▶ [Collected data entries]:
########################################

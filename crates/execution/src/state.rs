//! Published snapshot of a live position.

use clmm_autopilot_domain::enums::Protocol;
use clmm_autopilot_domain::metrics::EstimatedApr;
use clmm_autopilot_domain::value_objects::TickRange;
use rust_decimal::Decimal;
use serde::Serialize;
use std::fmt;

/// Amount of one token held by a position and its share of the value.
#[derive(Debug, Clone, Copy, PartialEq, Eq, Serialize)]
pub struct TokenShare {
    /// Token units.
    pub amount: Decimal,
    /// Fraction of the position value.
    pub distribution: Decimal,
}

/// Derived view of a position, recomputed on every query.
///
/// Values keep full precision; rounding only happens when rendering.
#[derive(Debug, Clone, PartialEq, Serialize)]
pub struct PositionState {
    /// Pair label such as `SOL/USDC`.
    pub tokens: String,
    pub protocol: Protocol,
    pub strategy: String,
    pub pool: String,
    pub position: String,
    pub token_mint_a: String,
    pub token_mint_b: String,
    pub tick_spacing: i32,
    pub tick_current: i32,
    pub tick_range: TickRange,
    pub price_lower: Decimal,
    pub price_current: Decimal,
    pub price_upper: Decimal,
    pub in_range: bool,
    pub leverage: Decimal,
    pub token_a: TokenShare,
    pub token_b: TokenShare,
    /// `None` when either token has no USD price.
    pub usd_value: Option<Decimal>,
    pub apr: EstimatedApr,
}

fn percent(fraction: Decimal) -> String {
    format!("{}%", (fraction * Decimal::ONE_HUNDRED).round_dp(2))
}

impl PositionState {
    /// Decimal places used for prices and token amounts.
    pub fn display_precision(&self) -> u32 {
        if self.price_current < Decimal::ONE { 5 } else { 3 }
    }

    /// Label and rendered value of every field, in display order.
    pub fn rows(&self) -> Vec<(&'static str, String)> {
        let dp = self.display_precision();
        let share = |share: &TokenShare| {
            format!(
                "{} ({})",
                share.amount.round_dp(dp),
                percent(share.distribution)
            )
        };
        let rewards = self
            .apr
            .rewards
            .iter()
            .map(|reward| percent(*reward))
            .collect::<Vec<_>>()
            .join(", ");

        vec![
            ("tokens", self.tokens.clone()),
            ("protocol", self.protocol.to_string()),
            ("strategy", self.strategy.clone()),
            ("pool", self.pool.clone()),
            ("position", self.position.clone()),
            ("tokenMintA", self.token_mint_a.clone()),
            ("tokenMintB", self.token_mint_b.clone()),
            ("tickSpacing", self.tick_spacing.to_string()),
            ("tickCurrent", self.tick_current.to_string()),
            (
                "tickRange",
                format!("{} <> {}", self.tick_range.lower, self.tick_range.upper),
            ),
            ("currentPrice", self.price_current.round_dp(dp).to_string()),
            (
                "priceRange",
                format!(
                    "{} <> {}",
                    self.price_lower.round_dp(dp),
                    self.price_upper.round_dp(dp)
                ),
            ),
            ("inRange", self.in_range.to_string()),
            ("leverage", self.leverage.round_dp(2).to_string()),
            ("tokensA", share(&self.token_a)),
            ("tokensB", share(&self.token_b)),
            (
                "usdValue",
                self.usd_value
                    .map_or_else(|| "n/a".to_string(), |value| value.round_dp(2).to_string()),
            ),
            ("feeApr", percent(self.apr.fee)),
            ("rewardAprs", rewards),
            ("totalApr", percent(self.apr.total())),
        ]
    }
}

impl fmt::Display for PositionState {
    fn fmt(&self, f: &mut fmt::Formatter<'_>) -> fmt::Result {
        for (label, value) in self.rows() {
            writeln!(f, "{label:>12}: {value}")?;
        }
        Ok(())
    }
}
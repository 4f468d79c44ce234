//! Collaborators of the automator and their on-chain and HTTP adapters.
//!
//! The traits in this module are what the execution layer depends on. The
//! submodules hold the concrete adapters: Solana RPC, Orca Whirlpools,
//! Jupiter and CoinGecko.

/// Expiring cache and clocks.
pub mod cache;
/// CoinGecko price oracle.
pub mod coingecko;
/// Protocol errors.
pub mod error;
/// Jupiter swap aggregator and token list.
pub mod jupiter;
/// Orca Whirlpools.
pub mod orca;
/// Solana RPC provider, wallet submitter and token accounts.
pub mod rpc;
/// Pending transactions and receipts.
pub mod transaction;

pub use error::ProtocolError;
pub use transaction::{PendingTransaction, TransactionPayload, TransactionReceipt};

use async_trait::async_trait;
use clmm_autopilot_domain::entities::{PoolSnapshot, PositionSnapshot, Token, TokenBalance};
use clmm_autopilot_domain::math::concentrated_liquidity::IncreaseLiquidityQuote;
use clmm_autopilot_domain::value_objects::{Percentage, TickRange};
use rust_decimal::Decimal;

/// Result of building an open-position request.
#[derive(Debug, Clone)]
pub struct OpenedPosition {
    pub position_mint: String,
    pub position_address: String,
    pub transaction: PendingTransaction,
}

/// Reads pool and position accounts and builds liquidity requests.
#[async_trait]
pub trait PoolClient: Send + Sync {
    async fn get_pool(&self, address: &str) -> Result<PoolSnapshot, ProtocolError>;

    /// Fails with [`ProtocolError::NotFound`] when the account is gone.
    async fn get_position(&self, address: &str) -> Result<PositionSnapshot, ProtocolError>;

    async fn open_position(
        &self,
        pool: &PoolSnapshot,
        range: TickRange,
        quote: &IncreaseLiquidityQuote,
    ) -> Result<OpenedPosition, ProtocolError>;

    async fn increase_liquidity(
        &self,
        pool: &PoolSnapshot,
        position: &PositionSnapshot,
        quote: &IncreaseLiquidityQuote,
    ) -> Result<PendingTransaction, ProtocolError>;

    async fn decrease_liquidity(
        &self,
        pool: &PoolSnapshot,
        position: &PositionSnapshot,
        liquidity: u128,
        token_min_a: u64,
        token_min_b: u64,
    ) -> Result<PendingTransaction, ProtocolError>;

    /// Withdraws what is left, harvests and burns the position.
    async fn close_position(
        &self,
        pool: &PoolSnapshot,
        position: &PositionSnapshot,
        tolerance: Percentage,
    ) -> Result<PendingTransaction, ProtocolError>;

    async fn update_fees_and_rewards(
        &self,
        pool: &PoolSnapshot,
        position: &PositionSnapshot,
    ) -> Result<PendingTransaction, ProtocolError>;

    async fn collect_fees(
        &self,
        pool: &PoolSnapshot,
        position: &PositionSnapshot,
    ) -> Result<PendingTransaction, ProtocolError>;

    async fn collect_reward(
        &self,
        pool: &PoolSnapshot,
        position: &PositionSnapshot,
        reward_index: usize,
    ) -> Result<PendingTransaction, ProtocolError>;
}

/// Signs, sends and confirms transactions for the wallet.
#[async_trait]
pub trait TransactionSubmitter: Send + Sync {
    /// Wallet public key.
    fn wallet(&self) -> String;

    async fn submit(
        &self,
        transaction: &PendingTransaction,
    ) -> Result<TransactionReceipt, ProtocolError>;
}

/// Wallet token accounts.
#[async_trait]
pub trait TokenAccountProvider: Send + Sync {
    /// Associated account of the wallet for `mint`, created when missing and
    /// `create` is set.
    async fn resolve_or_create(&self, mint: &str, create: bool) -> Result<String, ProtocolError>;

    async fn balance_of(&self, account: &str) -> Result<TokenBalance, ProtocolError>;

    async fn mint_decimals(&self, mint: &str) -> Result<u8, ProtocolError>;
}

/// USD prices by mint.
#[async_trait]
pub trait PriceOracle: Send + Sync {
    /// `None` when the token has no known price.
    async fn usd_price(&self, mint: &str) -> Result<Option<Decimal>, ProtocolError>;
}

/// Token metadata by mint.
#[async_trait]
pub trait TokenRegistry: Send + Sync {
    async fn token(&self, mint: &str) -> Result<Option<Token>, ProtocolError>;
}

/// Quote from a swap aggregator.
#[derive(Debug, Clone, PartialEq)]
pub struct SwapRoute {
    pub input_mint: String,
    pub output_mint: String,
    pub in_amount: u64,
    pub out_amount: u64,
    /// Aggregator-specific payload passed back when building transactions.
    pub raw: serde_json::Value,
}

#[async_trait]
pub trait SwapAggregator: Send + Sync {
    async fn quote(
        &self,
        input_mint: &str,
        output_mint: &str,
        amount: u64,
    ) -> Result<SwapRoute, ProtocolError>;

    /// Transactions to submit in order.
    async fn build_transactions(
        &self,
        route: &SwapRoute,
        wallet: &str,
    ) -> Result<Vec<PendingTransaction>, ProtocolError>;
}

/// Commonly used items.
pub mod prelude {
    pub use crate::cache::{Clock, ManualClock, SystemClock, TtlCache};
    pub use crate::error::ProtocolError;
    pub use crate::transaction::{PendingTransaction, TransactionPayload, TransactionReceipt};
    pub use crate::{
        OpenedPosition, PoolClient, PriceOracle, SwapAggregator, SwapRoute, TokenAccountProvider,
        TokenRegistry, TransactionSubmitter,
    };
}
//! Balance-driven choice between the two biased strategies.

use super::{LowerBiased, Strategy, StrategyParams, UpperBiased};
use clmm_autopilot_domain::entities::PairBalances;
use rust_decimal::Decimal;

/// Picks [`UpperBiased`] when the wallet's token A is worth more than its
/// token B, [`LowerBiased`] otherwise, so the larger holding becomes the
/// single-sided deposit.
///
/// The choice is not cached: callers resolve it again every time a fresh
/// decision is needed.
#[derive(Debug, Clone, Copy, PartialEq, Eq, Default)]
pub struct AutoSide {
    pub params: StrategyParams,
}

impl AutoSide {
    pub const NAME: &'static str = "auto-side";

    #[must_use]
    pub fn new(params: StrategyParams) -> Self {
        Self { params }
    }

    /// USD value of each balance; a missing price values that side at zero.
    pub fn usd_values(
        balances: &PairBalances,
        price_a: Option<Decimal>,
        price_b: Option<Decimal>,
    ) -> (Decimal, Decimal) {
        let value = |amount: Decimal, price: Option<Decimal>| {
            price
                .and_then(|price| amount.checked_mul(price))
                .unwrap_or(Decimal::ZERO)
        };
        (
            value(balances.a.ui_amount(), price_a),
            value(balances.b.ui_amount(), price_b),
        )
    }

    /// Strategy for the given USD values. Ties go to [`LowerBiased`].
    pub fn choose(&self, usd_a: Decimal, usd_b: Decimal) -> Strategy {
        if usd_a > usd_b {
            Strategy::UpperBiased(UpperBiased::new(self.params.upper_spacings))
        } else {
            Strategy::LowerBiased(LowerBiased::new(self.params.lower_spacings))
        }
    }

    pub fn resolve(
        &self,
        balances: &PairBalances,
        price_a: Option<Decimal>,
        price_b: Option<Decimal>,
    ) -> Strategy {
        let (usd_a, usd_b) = Self::usd_values(balances, price_a, price_b);
        self.choose(usd_a, usd_b)
    }
}
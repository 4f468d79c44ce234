//! Liquidity automation: configuration, per-pool position management and
//! the lifecycle pipeline run on every cycle.
//!
//! An [`Automator`](scheduler::Automator) walks the configured positions.
//! For each one a [`PositionManager`](manager::PositionManager) resolves the
//! persisted record, the pool and the strategy, and the lifecycle tasks add
//! liquidity, harvest, swap rewards and close out-of-range positions.

/// Prelude module for convenient imports.
pub mod prelude;

/// Automator configuration.
pub mod config;
/// Shared collaborators.
pub mod context;
/// Execution errors.
pub mod error;
/// Lifecycle tasks and pipeline.
pub mod lifecycle;
/// Per-pool position manager.
pub mod manager;
/// Report rendering.
pub mod report;
/// Cycle scheduling.
pub mod scheduler;
/// Published position state.
pub mod state;

#[cfg(test)]
pub(crate) mod test_support;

########################################

Look above for the line holding "submodules hold the", then set down exactly that line and every line after it up to and including the line holding "and token accounts.", with nothing else.

▶ [RESPONSE TO THE TASK]:
//! submodules hold the concrete adapters: Solana RPC, Orca Whirlpools,
//! Jupiter and CoinGecko.

/// Expiring cache and clocks.
pub mod cache;
/// CoinGecko price oracle.
pub mod coingecko;
/// Protocol errors.
pub mod error;
/// Jupiter swap aggregator and token list.
pub mod jupiter;
/// Orca Whirlpools.
pub mod orca;
/// Solana RPC provider, wallet submitter and token accounts.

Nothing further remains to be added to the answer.